Southern Africa Disability Bibliography on the Net

A bibliography titled "Disability & Social Responses in some Southern African Nations" has been released by CIRRIE, the Centre for International Rehabilitation Research Information & Exchange, at: http://cirrie.buffalo.edu/bibliography/SAfricatoc.html

Over 1400 items are listed and the bibliography is accessible in both html and pdf files. After the Introduction, three country groups appear in separate files: (2) Botswana, Namibia and General items; (3) Malawi, Tanzania, Zambia & Zimbabwe; (4) Angola, Burundi, DR Congo, Mozambique, Rwanda. These countries, with approximately 180 million people in an area a little smaller than the USA, make up most of the region between the equator and the Republic of South Africa.

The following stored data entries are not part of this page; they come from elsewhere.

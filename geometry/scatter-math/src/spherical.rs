//! Cartesian and spherical coordinates.
//!
//! Convention: `theta` is the polar angle measured from +Z, in `[0, π]`;
//! `phi` is the azimuth `atan2(y, x)`, in `(-π, π]`.

use std::f64::consts::PI;

use nalgebra::Vector3;

#[cfg(feature = "serde")]
use serde::{Deserialize, Serialize};

/// Spherical coordinates of a point.
#[derive(Debug, Clone, Copy, PartialEq)]
#[cfg_attr(feature = "serde", derive(Serialize, Deserialize))]
pub struct SphericalCoords {
    /// Distance from the origin.
    pub r: f64,
    /// Azimuth in radians, `(-π, π]`.
    pub phi: f64,
    /// Polar angle from +Z in radians, `[0, π]`.
    pub theta: f64,
}

impl SphericalCoords {
    /// Create spherical coordinates from their components.
    #[must_use]
    pub const fn new(r: f64, phi: f64, theta: f64) -> Self {
        Self { r, phi, theta }
    }

    /// Convert a cartesian point.
    ///
    /// The origin maps to `r = 0, phi = 0, theta = 0`.
    ///
    /// # Example
    ///
    /// ```
    /// use scatter_math::SphericalCoords;
    /// use nalgebra::Vector3;
    ///
    /// let s = SphericalCoords::from_cartesian(Vector3::new(0.0, 2.0, 0.0));
    /// assert!((s.r - 2.0).abs() < 1e-12);
    /// assert!((s.phi - std::f64::consts::FRAC_PI_2).abs() < 1e-12);
    /// assert!((s.theta - std::f64::consts::FRAC_PI_2).abs() < 1e-12);
    /// ```
    #[must_use]
    pub fn from_cartesian(p: Vector3<f64>) -> Self {
        let r = p.norm();
        // atan2(-0.0, x < 0) gives -π; keep the range half-open
        let phi = match p.y.atan2(p.x) {
            phi if phi <= -PI => PI,
            phi => phi,
        };
        // atan2 of the in-plane radius stays accurate near the poles
        let theta = p.x.hypot(p.y).atan2(p.z);
        Self { r, phi, theta }
    }

    /// Convert back to a cartesian point.
    #[must_use]
    pub fn to_cartesian(&self) -> Vector3<f64> {
        let (sin_t, cos_t) = self.theta.sin_cos();
        let (sin_p, cos_p) = self.phi.sin_cos();
        Vector3::new(
            self.r * sin_t * cos_p,
            self.r * sin_t * sin_p,
            self.r * cos_t,
        )
    }

    /// Unit vector in the direction of increasing `theta`.
    #[must_use]
    pub fn e_theta(&self) -> Vector3<f64> {
        let (sin_t, cos_t) = self.theta.sin_cos();
        let (sin_p, cos_p) = self.phi.sin_cos();
        Vector3::new(cos_t * cos_p, cos_t * sin_p, -sin_t)
    }

    /// Unit vector in the direction of increasing `phi`.
    #[must_use]
    pub fn e_phi(&self) -> Vector3<f64> {
        let (sin_p, cos_p) = self.phi.sin_cos();
        Vector3::new(-sin_p, cos_p, 0.0)
    }

    /// Unit radial vector.
    #[must_use]
    pub fn e_r(&self) -> Vector3<f64> {
        let (sin_t, cos_t) = self.theta.sin_cos();
        let (sin_p, cos_p) = self.phi.sin_cos();
        Vector3::new(sin_t * cos_p, sin_t * sin_p, cos_t)
    }
}

#[cfg(test)]
mod tests {
    use super::*;
    use approx::assert_relative_eq;
    use std::f64::consts::{FRAC_PI_2, FRAC_PI_4};

    #[test]
    fn axes() {
        let s = SphericalCoords::from_cartesian(Vector3::z());
        assert_relative_eq!(s.r, 1.0);
        assert_relative_eq!(s.theta, 0.0);

        let s = SphericalCoords::from_cartesian(-Vector3::z());
        assert_relative_eq!(s.theta, PI);

        let s = SphericalCoords::from_cartesian(Vector3::new(-1.0, 0.0, 0.0));
        assert_relative_eq!(s.phi, PI);
        assert_relative_eq!(s.theta, FRAC_PI_2);
    }

    #[test]
    fn negative_x_axis_with_signed_zero() {
        for p in [Vector3::new(-1.0, -0.0, 0.0), -Vector3::x(), Vector3::new(-2.0, -0.0, 3.0)] {
            let s = SphericalCoords::from_cartesian(p);
            assert_relative_eq!(s.phi, PI);
            assert!(s.phi > -PI);
        }
    }

    #[test]
    fn origin() {
        let s = SphericalCoords::from_cartesian(Vector3::zeros());
        assert_eq!(s, SphericalCoords::new(0.0, 0.0, 0.0));
    }

    #[test]
    fn round_trip_off_axis() {
        let p = Vector3::new(1.0, -2.0, 0.5);
        let back = SphericalCoords::from_cartesian(p).to_cartesian();
        assert_relative_eq!(back, p, epsilon = 1e-12);
    }

    #[test]
    fn radius_matches_norm() {
        let p = Vector3::new(3.0, 4.0, 12.0);
        assert_relative_eq!(SphericalCoords::from_cartesian(p).r, 13.0, epsilon = 1e-12);
    }

    #[test]
    fn local_frame_is_orthonormal() {
        let s = SphericalCoords::new(1.0, 2.1, FRAC_PI_4);
        let (er, et, ep) = (s.e_r(), s.e_theta(), s.e_phi());
        assert_relative_eq!(er.norm(), 1.0, epsilon = 1e-12);
        assert_relative_eq!(et.norm(), 1.0, epsilon = 1e-12);
        assert_relative_eq!(ep.norm(), 1.0, epsilon = 1e-12);
        assert_relative_eq!(er.dot(&et), 0.0, epsilon = 1e-12);
        assert_relative_eq!(er.dot(&ep), 0.0, epsilon = 1e-12);
        assert_relative_eq!(et.dot(&ep), 0.0, epsilon = 1e-12);
        // right-handed: e_r × e_theta = e_phi
        assert_relative_eq!(er.cross(&et), ep, epsilon = 1e-12);
    }

    #[test]
    fn frame_at_pole_stays_tangent() {
        let s = SphericalCoords::from_cartesian(Vector3::z());
        assert_relative_eq!(s.e_theta().dot(&Vector3::z()), 0.0, epsilon = 1e-12);
        assert_relative_eq!(s.e_phi().dot(&Vector3::z()), 0.0, epsilon = 1e-12);
        assert_relative_eq!(s.e_theta().dot(&s.e_phi()), 0.0, epsilon = 1e-12);
    }
}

A fifth section lists around 300 historical items, from the 16th century to 1965, across the broader area of Sub-Saharan Africa (including West African countries and South Africa). The historical materials are accompanied by some annotation.

The compiler/annotator, M. Miles of Birmingham UK, notes that, "Outside the region there has been little awareness of the extent of disability, social responses and service developments, and even less awareness of African cultural resources for accommodating disability, or of the voices of disabled Africans. Very few well-informed overviews have been available internationally - the present bibliography might assist anyone planning to fill that gap." Roughly 70% of the listed material has been formally published in journals or by universities, governments or international bodies. The other 30% consists of unpublished theses or conference papers, some of which may be accessible in microform.

The Introduction cites John Iliffe's prize-winning book, The African Poor. A History, Cambridge UP, 1987 + reprints, which collects trans-African evidence that disabled people were always heavily represented among the chronically poor both before, during and after the colonial period. If the current African Decade of Disabled People (2000-2009) is to influence the continent towards longer-term solutions to the continuing poverty and deprivation, there will need to be some appraisal of the accumulated literature that describes disability through many past decades and centuries of African histories and socio-cultural responses.

table of contents - home page - text-only home page


Email this article to a friend!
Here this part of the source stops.